Los Tsingys son unas formaciones rocosas calcáreas, de unos 100 metros de altura, a las que se puede ascender por medio de unos caminos preparados para ello y disfrutar del impresionante paisaje desde la cima. Cientos de afiladas cuchillas de roca se yerguen apuntando al cielo, formando uno de los paisajes más singulares de toda vuestra vida viajera.

 

DESCUBRIENDO LA GRAN ISLA Días 11 a 20

Regresamos hasta Morondava y a partir de aquí comenzaremos una de las partes más duras del viaje, atravesando rutas de arena siguiendo la línea de la costa rumbo al sur. Será un camino duro pero que tendrá innumerables recompensas en playas vírgenes y salvajes de aguas turquesas y pequeños poblados de pescadores. Después de atravesar  Belo sur Mer podremos disfrutar de la playa de Andavadaoka o Salary, probablemente la mejor playa salvaje de Madagascar, situada allí donde el mundo acaba.

Siempre marchando rumbo al sur llegarmos a Ifaty donde podremos disfrutar por un par de días de la playa, el snorkeling u otras actividades en la playa. Antes de llegar a Toliara y despedirnos de la costa haremos una última parada en las paradisíacas playas de Anakao o Nosy Ve, dándonos un chapuzón en sus limpias aguas, buceando, haciendo snorkel o degustando una sabrosa langosta.

Continuamos ruta por nuestra la ruta Nacional 7, hasta llegar a Ranohira, punto de partida de una de las excursiones más espectaculares del viaje, ya que desde aquí nos lanzamos a visitar el Parque Nacional de Isalo. Es difícil describir el espectacular paisaje de este parque. Monolitos rocosos de caprichosas formas salpican la amarillenta pradera hasta donde alcanza la vista, y de repente, en el fondo del valle, un río de aguas cristalinas traza una franja de verde en semejante estepa, lo que nos permitirá refrescarnos y bañarnos al pie de una casaca en medio de este extraño paisaje.
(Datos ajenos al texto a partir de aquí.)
/// Load/store handlers.
///
/// Two things can move the step here: a load whose transfer register is the
/// PC (the loaded value becomes the target) and an addressing writeback
/// whose base register is the PC (the updated base becomes the target).
/// Writeback is modeled as happening after the load, so when both apply the
/// writeback value wins. Non-linear results go through interworking target
/// selection.

use crate::common::*;
use crate::core::{Mode, StepSource, SP_REG, PC_REG};
use crate::memory::Mem32;
use super::NextAddr;
use super::alu::{exception_return, read_reg, shift_imm_operand};

#[derive(Clone, Copy, PartialEq, Eq, Debug)]
pub enum LdstOp {
    Str, Ldr, Strb, Ldrb,
}

#[derive(Clone, Copy, PartialEq, Eq, Debug)]
pub enum LdstHOp {
    Strh, Ldrh, Ldrsb, Ldrsh,
}

#[derive(Clone, Copy, PartialEq, Eq, Debug)]
pub enum LdstDOp {
    Strd, Ldrd,
}

#[derive(Clone, Copy, PartialEq, Eq, Debug)]
pub enum LdstxOp {
    Ldrex, Ldrexd, Ldrexb, Ldrexh,
    Strex, Strexd, Strexb, Strexh,
}

#[derive(Clone, Copy, PartialEq, Eq, Debug)]
pub enum LdstmOp {
    Stm, Ldm,
    /// The single-register PUSH/POP encodings.
    PushR, PopR,
}

#[derive(Clone, Copy, PartialEq, Eq, Debug)]
pub enum HintOp {
    PldImm, PldReg, PliImm, PliReg,
    Setend, Clrex, Dmb, Dsb, Isb,
}

/// Addressing decomposition shared by the word/byte and halfword families:
/// (access address, writeback value if any).
fn address_and_writeback(i: u32, base: u32, offset: u32) -> (u32, Option<u32>) {
    let applied = if test_bit(i, 23) {
        base.wrapping_add(offset)
    } else {
        base.wrapping_sub(offset)
    };
    let pre = test_bit(i, 24);
    let wback = !pre || test_bit(i, 21);
    match (pre, wback) {
        // Post-indexed (and the T forms): access at the base, then update.
        (false, _) => (base, Some(applied)),
        (true, false) => (applied, None),
        (true, true) => (applied, Some(applied)),
    }
}

pub(super) fn single<C: StepSource, M: Mem32>(core: &C, mem: &M, i: u32, op: LdstOp) -> NextAddr {
    let rn = field(i, 16, 19) as usize;
    let rt = field(i, 12, 15) as usize;
    if rn != PC_REG && rt != PC_REG {
        return NextAddr::linear();
    }
    let reg_offset = test_bit(i, 25);
    let offset = if reg_offset {
        shift_imm_operand(core, i)
    } else {
        field(i, 0, 11)
    };
    let (addr, writeback) = address_and_writeback(i, read_reg(core, rn), offset);
    let load = matches!(op, LdstOp::Ldr | LdstOp::Ldrb);
    // Unprivileged (T) forms are the post-indexed encodings with W set.
    let translate = !test_bit(i, 24) && test_bit(i, 21);
    let unpred = (reg_offset && field(i, 0, 3) as usize == PC_REG)
        || (writeback.is_some() && (rn == rt || rn == PC_REG))
        || (translate && core.cpsr().mode() == Some(Mode::Hyp));
    let target = if rn == PC_REG && writeback.is_some() {
        writeback
    } else if load && rt == PC_REG {
        Some(match op {
            LdstOp::Ldrb => mem.load_byte(addr) as u32,
            _ => mem.load_word(addr),
        })
    } else {
        None
    };
    match target {
        Some(t) => NextAddr::from_target(t).unpredictable_if(unpred),
        None => NextAddr::linear().unpredictable_if(unpred),
    }
}

pub(super) fn half_signed<C: StepSource, M: Mem32>(core: &C, mem: &M, i: u32, op: LdstHOp) -> NextAddr {
    let rn = field(i, 16, 19) as usize;
    let rt = field(i, 12, 15) as usize;
    if rn != PC_REG && rt != PC_REG {
        return NextAddr::linear();
    }
    let imm_offset = test_bit(i, 22);
    let offset = if imm_offset {
        (field(i, 8, 11) << 4) | field(i, 0, 3)
    } else {
        read_reg(core, field(i, 0, 3) as usize)
    };
    let (addr, writeback) = address_and_writeback(i, read_reg(core, rn), offset);
    let load = op != LdstHOp::Strh;
    // Unprivileged (T) forms are the post-indexed encodings with W set.
    let translate = !test_bit(i, 24) && test_bit(i, 21);
    let unpred = rt == PC_REG
        || (!imm_offset && field(i, 0, 3) as usize == PC_REG)
        || (writeback.is_some() && (rn == rt || rn == PC_REG))
        || (translate && core.cpsr().mode() == Some(Mode::Hyp));
    let target = if rn == PC_REG && writeback.is_some() {
        writeback
    } else if load && rt == PC_REG {
        Some(match op {
            LdstHOp::Ldrh => mem.load_halfword(addr) as u32,
            LdstHOp::Ldrsb => mem.load_byte(addr) as i8 as i32 as u32,
            _ => mem.load_halfword(addr) as i16 as i32 as u32,
        })
    } else {
        None
    };
    match target {
        Some(t) => NextAddr::from_target(t).unpredictable_if(unpred),
        None => NextAddr::linear().unpredictable_if(unpred),
    }
}

pub(super) fn dual<C: StepSource, M: Mem32>(core: &C, mem: &M, i: u32, op: LdstDOp) -> NextAddr {
    let rt = field(i, 12, 15) as usize;
    if rt % 2 != 0 {
        return NextAddr::undefined();
    }
    // The unprivileged-form encoding has no doubleword variant.
    if !test_bit(i, 24) && test_bit(i, 21) {
        return NextAddr::undefined();
    }
    let rt2 = rt + 1;
    let rn = field(i, 16, 19) as usize;
    if rn != PC_REG && rt2 != PC_REG {
        return NextAddr::linear();
    }
    let imm_offset = test_bit(i, 22);
    let offset = if imm_offset {
        (field(i, 8, 11) << 4) | field(i, 0, 3)
    } else {
        read_reg(core, field(i, 0, 3) as usize)
    };
    // A PC base reads the pipelined value aligned down to a word boundary.
    let base = read_reg(core, rn) & if rn == PC_REG { !3 } else { !0 };
    let (addr, writeback) = address_and_writeback(i, base, offset);
    let unpred = rt2 == PC_REG
        || (!imm_offset && field(i, 0, 3) as usize == PC_REG)
        || (writeback.is_some() && (rn == rt || rn == rt2 || rn == PC_REG));
    let target = if rn == PC_REG && writeback.is_some() {
        writeback
    } else if op == LdstDOp::Ldrd && rt2 == PC_REG {
        Some(mem.load_word(addr.wrapping_add(4)))
    } else {
        None
    };
    match target {
        Some(t) => NextAddr::from_target(t).unpredictable_if(unpred),
        None => NextAddr::linear().unpredictable_if(unpred),
    }
}

pub(super) fn exclusive<C: StepSource, M: Mem32>(core: &C, mem: &M, i: u32, op: LdstxOp) -> NextAddr {
    let rn = field(i, 16, 19) as usize;
    let base = core.reg(rn);
    use LdstxOp::*;
    match op {
        Ldrex | Ldrexb | Ldrexh => {
            let rt = field(i, 12, 15) as usize;
            if rt != PC_REG {
                return NextAddr::linear().unpredictable_if(rn == PC_REG);
            }
            let value = match op {
                Ldrex => mem.load_word(base),
                Ldrexb => mem.load_byte(base) as u32,
                _ => mem.load_halfword(base) as u32,
            };
            NextAddr::arm(value).unpredictable()
        }
        Ldrexd => {
            let rt = field(i, 12, 15) as usize;
            if rt + 1 != PC_REG {
                return NextAddr::linear().unpredictable_if(rt % 2 != 0 || rn == PC_REG);
            }
            NextAddr::arm(mem.load_word(base.wrapping_add(4))).unpredictable()
        }
        Strex | Strexd | Strexb | Strexh => {
            let rd = field(i, 12, 15) as usize;
            let rt = field(i, 0, 3) as usize;
            if rd == PC_REG {
                // The status register lands in the PC; assume the store
                // succeeds, so the status value written is 0.
                return NextAddr::arm(0).unpredictable();
            }
            NextAddr::linear().unpredictable_if(rd == rn || rd == rt || rn == PC_REG)
        }
    }
}

pub(super) fn multiple<C: StepSource, M: Mem32>(core: &C, mem: &M, i: u32, op: LdstmOp) -> NextAddr {
    match op {
        LdstmOp::PopR => {
            let rt = field(i, 12, 15) as usize;
            if rt == PC_REG {
                NextAddr::from_target(mem.load_word(core.reg(SP_REG)))
            } else {
                NextAddr::linear().unpredictable_if(rt == SP_REG)
            }
        }
        LdstmOp::PushR => {
            let rt = field(i, 12, 15) as usize;
            NextAddr::linear().unpredictable_if(rt == SP_REG)
        }
        LdstmOp::Stm | LdstmOp::Ldm => block_transfer(core, mem, i, op == LdstmOp::Ldm),
    }
}

fn block_transfer<C: StepSource, M: Mem32>(core: &C, mem: &M, i: u32, load: bool) -> NextAddr {
    let rn = field(i, 16, 19) as usize;
    let list = i & 0xFFFF;
    let count = list.count_ones();
    let user_form = test_bit(i, 22);
    let wback = test_bit(i, 21);
    let mode = core.cpsr().mode();
    // The user-register and exception-return forms are Hyp-undefined.
    if user_form && mode == Some(Mode::Hyp) {
        return NextAddr::undefined();
    }
    let unpred = count == 0
        || (user_form && matches!(mode, Some(Mode::Usr) | Some(Mode::Sys)))
        || (user_form && wback && !(load && test_bit(i, 15)))
        || (wback && load && test_bit(list, rn));
    // Block transfers read a PC base without the pipeline offset; the
    // access is UNPREDICTABLE to begin with.
    let base = core.reg(rn);
    let delta = 4 * count;
    if rn == PC_REG && wback {
        let target = if test_bit(i, 23) {
            base.wrapping_add(delta)
        } else {
            base.wrapping_sub(delta)
        };
        return NextAddr::from_target(target).unpredictable();
    }
    if load && test_bit(i, 15) {
        // The slot the PC loads from, per addressing sub-mode; the PC is
        // always the highest register in the list.
        let addr = match (test_bit(i, 24), test_bit(i, 23)) {
            (false, false) => base,                              // DA
            (false, true) => base.wrapping_add(delta - 4),       // IA
            (true, false) => base.wrapping_sub(4),               // DB
            (true, true) => base.wrapping_add(delta),            // IB
        };
        let value = mem.load_word(addr);
        let out = if user_form {
            // LDM with PC in list and the M bit restores the SPSR.
            exception_return(core, value)
        } else {
            NextAddr::from_target(value)
        };
        return out.unpredictable_if(unpred);
    }
    NextAddr::linear().unpredictable_if(unpred || rn == PC_REG)
}

pub(super) fn swap<C: StepSource, M: Mem32>(core: &C, mem: &M, i: u32) -> NextAddr {
    let rn = field(i, 16, 19) as usize;
    let rt = field(i, 12, 15) as usize;
    let rt2 = field(i, 0, 3) as usize;
    let unpred = rn == PC_REG || rn == rt || rn == rt2 || rt2 == PC_REG;
    if rt == PC_REG {
        let value = if test_bit(i, 22) {
            mem.load_byte(core.reg(rn)) as u32
        } else {
            mem.load_word(core.reg(rn))
        };
        NextAddr::arm(value).unpredictable()
    } else {
        NextAddr::linear().unpredictable_if(unpred)
    }
}

pub(super) fn hint(i: u32, op: HintOp) -> NextAddr {
    let unpred = match op {
        HintOp::PldReg | HintOp::PliReg => field(i, 0, 3) as usize == PC_REG,
        _ => false,
    };
    NextAddr::linear().unpredictable_if(unpred)
}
EN EL SUR DEL SUR Días 21 a 24

Ahora siempre con el rumbo norte, marcharemos a Fianarantsoa, a medio camino entre Tana y el mar. Fianar, como se conoce popularmente a la capital vinícola de Madagascar, alberga un bello casco histórico, pero sin duda el interés de esta parada es para visitar el Parque Nacional de Ranomafana.

 pararemos para disfrutar de un trekking por el Parque de Ranomafana, declarado Patrimonio de la Humanidad. El parque consiste en un bosque lluvioso hogar, entre otras especies, del lémur dorado del bambú, con un escenario realmente espectacular de colinas de verde intenso y surcado por numerosos ríos que acaban en numerosas cascadas.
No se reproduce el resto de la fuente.